— ABOUT THIS TASK —
Copy exactly the stretch of data below from the line with "CanonicalBytes::new(&SignedView(self))" through the line with "pub fn decode(bytes: &[u8])", including both of those lines.

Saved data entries
##########

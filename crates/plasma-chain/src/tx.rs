//! # Transactions — Fixed-Slot UTXO Records
//!
//! A [`Tx`] has exactly [`TX_INPUTS`] input slots and [`TX_OUTPUTS`] output
//! slots. Unused slots hold the null input or the null output.
//!
//! ## Encodings
//!
//! | Name | Bytes | Used for |
//! |---|---|---|
//! | core | inputs' `(u64 block, u32 tx, u8 out)` then outputs' `(owner, u64 amount)` | [`Tx::hash()`] |
//! | signed | core, then each input's signature | Merkle leaf, block hash |
//! | storage | signed, then each input's confirmation signature | persistence, wire |
//!
//! The signing hash excludes signatures because every input signature is
//! computed over it. Confirmation signatures are attached after sealing and
//! are excluded from the Merkle leaf so they never move a committed root.
//!
//! `spent` flags are ledger state, not transaction data: they appear in no
//! encoding and are rebuilt by replaying inputs.

use serde::{Deserialize, Serialize};

use plasma_core::{
    sha256_digest, sha256_tagged, Address, Canonical, CanonicalBytes, CanonicalReader,
    CanonicalWriter, CodecError, Digest32, PlasmaError, PlasmaResult, Position, TX_INPUTS,
    TX_OUTPUTS,
};
use plasma_crypto::{Account, Signature};

/// Domain tag for the confirmation digest.
pub const CONFIRMATION_TAG: &[u8] = b"plasma-confirmation";

/// Reference to one output of a sealed transaction.
#[derive(Debug, Clone, Copy, PartialEq, Eq, Hash, PartialOrd, Ord)]
pub struct OutputRef {
    /// Block holding the transaction.
    pub block_number: u64,
    /// Index of the transaction in that block.
    pub tx_index: u32,
    /// Output slot.
    pub output_index: u8,
}

impl OutputRef {
    /// The packed UTXO position of this output.
    pub fn position(&self) -> PlasmaResult<Position> {
        Position::utxo(
            self.block_number,
            u64::from(self.tx_index),
            u64::from(self.output_index),
        )
    }
}

// ---------------------------------------------------------------------------
// TxIn
// ---------------------------------------------------------------------------

/// An input slot: a reference to the output it spends plus its signatures.
#[derive(Debug, Clone, Copy, PartialEq, Eq, Default, Serialize, Deserialize)]
pub struct TxIn {
    /// Block of the spent output.
    pub block_number: u64,
    /// Transaction index of the spent output.
    pub tx_index: u32,
    /// Output slot of the spent output.
    pub output_index: u8,
    /// Owner's signature over [`Tx::hash()`].
    pub signature: Signature,
    /// Owner's signature over [`Tx::confirmation_digest()`].
    pub confirmation_signature: Signature,
}

impl TxIn {
    /// An unsigned input spending `(block_number, tx_index, output_index)`.
    pub fn new(block_number: u64, tx_index: u32, output_index: u8) -> Self {
        Self {
            block_number,
            tx_index,
            output_index,
            signature: Signature::NULL,
            confirmation_signature: Signature::NULL,
        }
    }

    /// The null input: funds nothing.
    pub fn null() -> Self {
        Self::default()
    }

    /// Whether every coordinate is zero.
    pub fn is_null(&self) -> bool {
        self.block_number == 0 && self.tx_index == 0 && self.output_index == 0
    }

    /// The output this input spends.
    pub fn output_ref(&self) -> OutputRef {
        OutputRef {
            block_number: self.block_number,
            tx_index: self.tx_index,
            output_index: self.output_index,
        }
    }

    fn write_core(&self, w: &mut CanonicalWriter) {
        w.put_u64(self.block_number);
        w.put_u32(self.tx_index);
        w.put_u8(self.output_index);
    }
}

// ---------------------------------------------------------------------------
// TxOut
// ---------------------------------------------------------------------------

/// An output slot: value assigned to an owner.
#[derive(Debug, Clone, Copy, PartialEq, Eq, Default, Serialize, Deserialize)]
pub struct TxOut {
    /// Owner allowed to spend this output.
    pub owner: Address,
    /// Value carried.
    pub amount: u64,
    /// Set once, when a later transaction consumes this output.
    #[serde(default)]
    pub spent: bool,
}

impl TxOut {
    /// An unspent output.
    pub fn new(owner: Address, amount: u64) -> Self {
        Self {
            owner,
            amount,
            spent: false,
        }
    }

    /// The empty output used to pad unused slots.
    pub fn null() -> Self {
        Self::default()
    }

    /// Whether this is the empty output.
    pub fn is_null(&self) -> bool {
        self.owner.is_null() && self.amount == 0
    }

    fn write_core(&self, w: &mut CanonicalWriter) {
        w.put(&self.owner);
        w.put_u64(self.amount);
    }
}

// ---------------------------------------------------------------------------
// Tx
// ---------------------------------------------------------------------------

/// A transaction with fixed input and output cardinality.
#[derive(Debug, Clone, PartialEq, Eq, Default, Serialize, Deserialize)]
pub struct Tx {
    inputs: [TxIn; TX_INPUTS],
    outputs: [TxOut; TX_OUTPUTS],
}

impl Tx {
    /// Build a transaction from its slots.
    pub fn new(inputs: [TxIn; TX_INPUTS], outputs: [TxOut; TX_OUTPUTS]) -> Self {
        Self { inputs, outputs }
    }

    /// A deposit: all inputs null, one output of `amount` to `owner` at slot 0.
    pub fn new_deposit(owner: Address, amount: u64) -> Self {
        let mut tx = Self::default();
        tx.outputs[0] = TxOut::new(owner, amount);
        tx
    }

    /// Input slots.
    pub fn inputs(&self) -> &[TxIn; TX_INPUTS] {
        &self.inputs
    }

    /// Output slots.
    pub fn outputs(&self) -> &[TxOut; TX_OUTPUTS] {
        &self.outputs
    }

    /// The input at `index`, or [`PlasmaError::InputNotFound`].
    pub fn input(&self, index: usize) -> PlasmaResult<&TxIn> {
        self.inputs.get(index).ok_or(PlasmaError::InputNotFound)
    }

    /// The output at `index`, or [`PlasmaError::InvalidOutputIndex`].
    pub fn output(&self, index: usize) -> PlasmaResult<&TxOut> {
        self.outputs
            .get(index)
            .ok_or(PlasmaError::InvalidOutputIndex(index))
    }

    /// Replace the output at `index`.
    pub fn set_output(&mut self, index: usize, out: TxOut) -> PlasmaResult<()> {
        let slot = self
            .outputs
            .get_mut(index)
            .ok_or(PlasmaError::InvalidOutputIndex(index))?;
        *slot = out;
        Ok(())
    }

    /// Whether every input slot is null.
    pub fn is_deposit(&self) -> bool {
        self.inputs.iter().all(TxIn::is_null)
    }

    /// SHA-256 of the core encoding. This is the digest inputs sign.
    pub fn hash(&self) -> Digest32 {
        sha256_digest(&CanonicalBytes::new(&CoreView(self)))
    }

    /// The message an input's owner signs to confirm this transaction.
    pub fn confirmation_digest(&self) -> Digest32 {
        sha256_tagged(CONFIRMATION_TAG, &CanonicalBytes::new(&self.hash()))
    }

    /// Sign input `index` with `account`.
    pub fn sign(&mut self, index: usize, account: &Account) -> PlasmaResult<()> {
        if index >= TX_INPUTS {
            return Err(PlasmaError::InvalidInputIndex(index));
        }
        let sig = account.sign(&self.hash())?;
        self.inputs[index].signature = sig;
        Ok(())
    }

    /// Recover the signer of input `index`.
    ///
    /// A null slot signature or a failed recovery is
    /// [`PlasmaError::InvalidTxSignature`].
    pub fn signer_address(&self, index: usize) -> PlasmaResult<Address> {
        let input = self
            .inputs
            .get(index)
            .ok_or(PlasmaError::InvalidInputIndex(index))?;
        input
            .signature
            .signer_address(&self.hash())
            .map_err(|_| PlasmaError::InvalidTxSignature)
    }

    /// One signer per input slot; the null address for null inputs.
    pub fn signers(&self) -> PlasmaResult<[Address; TX_INPUTS]> {
        let mut out = [Address::NULL; TX_INPUTS];
        for (i, input) in self.inputs.iter().enumerate() {
            if !input.is_null() {
                out[i] = self.signer_address(i)?;
            }
        }
        Ok(out)
    }

    /// Mark output `index` spent. Spending twice is an error.
    pub fn spend_output(&mut self, index: usize) -> PlasmaResult<()> {
        let out = self
            .outputs
            .get_mut(index)
            .ok_or(PlasmaError::InvalidOutputIndex(index))?;
        if out.spent {
            return Err(PlasmaError::TxOutAlreadySpent);
        }
        out.spent = true;
        Ok(())
    }

    /// Attach a confirmation signature to input `index`.
    pub fn set_confirmation_signature(&mut self, index: usize, sig: Signature) -> PlasmaResult<()> {
        let input = self
            .inputs
            .get_mut(index)
            .ok_or(PlasmaError::InputNotFound)?;
        if input.is_null() {
            return Err(PlasmaError::NullInputConfirmation);
        }
        input.confirmation_signature = sig;
        Ok(())
    }

    /// Merkle leaf bytes: the signed encoding.
    pub fn merkle_leaf(&self) -> CanonicalBytes {
        CanonicalBytes::new(&SignedView(self))
    }

    /// Storage encoding, including confirmation signatures.
    pub fn encode(&self) -> CanonicalBytes {
        CanonicalBytes::new(self)
    }

    /// Decode a storage encoding. Trailing bytes are rejected.
    pub fn decode(bytes: &[u8]) -> Result<Self, CodecError> {
        let mut r = CanonicalReader::new(bytes);
        let tx = Self::read(&mut r)?;
        r.finish()?;
        Ok(tx)
    }

    pub(crate) fn write_core(&self, w: &mut CanonicalWriter) {
        for input in &self.inputs {
            input.write_core(w);
        }
        for out in &self.outputs {
            out.write_core(w);
        }
    }

    pub(crate) fn write_signed(&self, w: &mut CanonicalWriter) {
        self.write_core(w);
        for input in &self.inputs {
            w.put(&input.signature);
        }
    }

    pub(crate) fn read(r: &mut CanonicalReader<'_>) -> Result<Self, CodecError> {
        let mut tx = Self::default();
        for input in tx.inputs.iter_mut() {
            input.block_number = r.u64("txin.block_number")?;
            input.tx_index = r.u32("txin.tx_index")?;
            input.output_index = r.u8("txin.output_index")?;
        }
        for out in tx.outputs.iter_mut() {
            out.owner = Address(r.array("txout.owner")?);
            out.amount = r.u64("txout.amount")?;
        }
        for input in tx.inputs.iter_mut() {
            input.signature = Signature(r.array("txin.signature")?);
        }
        for input in tx.inputs.iter_mut() {
            input.confirmation_signature = Signature(r.array("txin.confirmation_signature")?);
        }
        Ok(tx)
    }
}

impl Canonical for Tx {
    fn write_canonical(&self, w: &mut CanonicalWriter) {
        self.write_signed(w);
        for input in &self.inputs {
            w.put(&input.confirmation_signature);
        }
    }
}

struct CoreView<'a>(&'a Tx);

impl Canonical for CoreView<'_> {
    fn write_canonical(&self, w: &mut CanonicalWriter) {
        self.0.write_core(w);
    }
}

struct SignedView<'a>(&'a Tx);

impl Canonical for SignedView<'_> {
    fn write_canonical(&self, w: &mut CanonicalWriter) {
        self.0.write_signed(w);
    }
}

##########

— TASK OUTPUT —
        CanonicalBytes::new(&SignedView(self))
    }

    /// Storage encoding, including confirmation signatures.
    pub fn encode(&self) -> CanonicalBytes {
        CanonicalBytes::new(self)
    }

    /// Decode a storage encoding. Trailing bytes are rejected.
    pub fn decode(bytes: &[u8]) -> Result<Self, CodecError> {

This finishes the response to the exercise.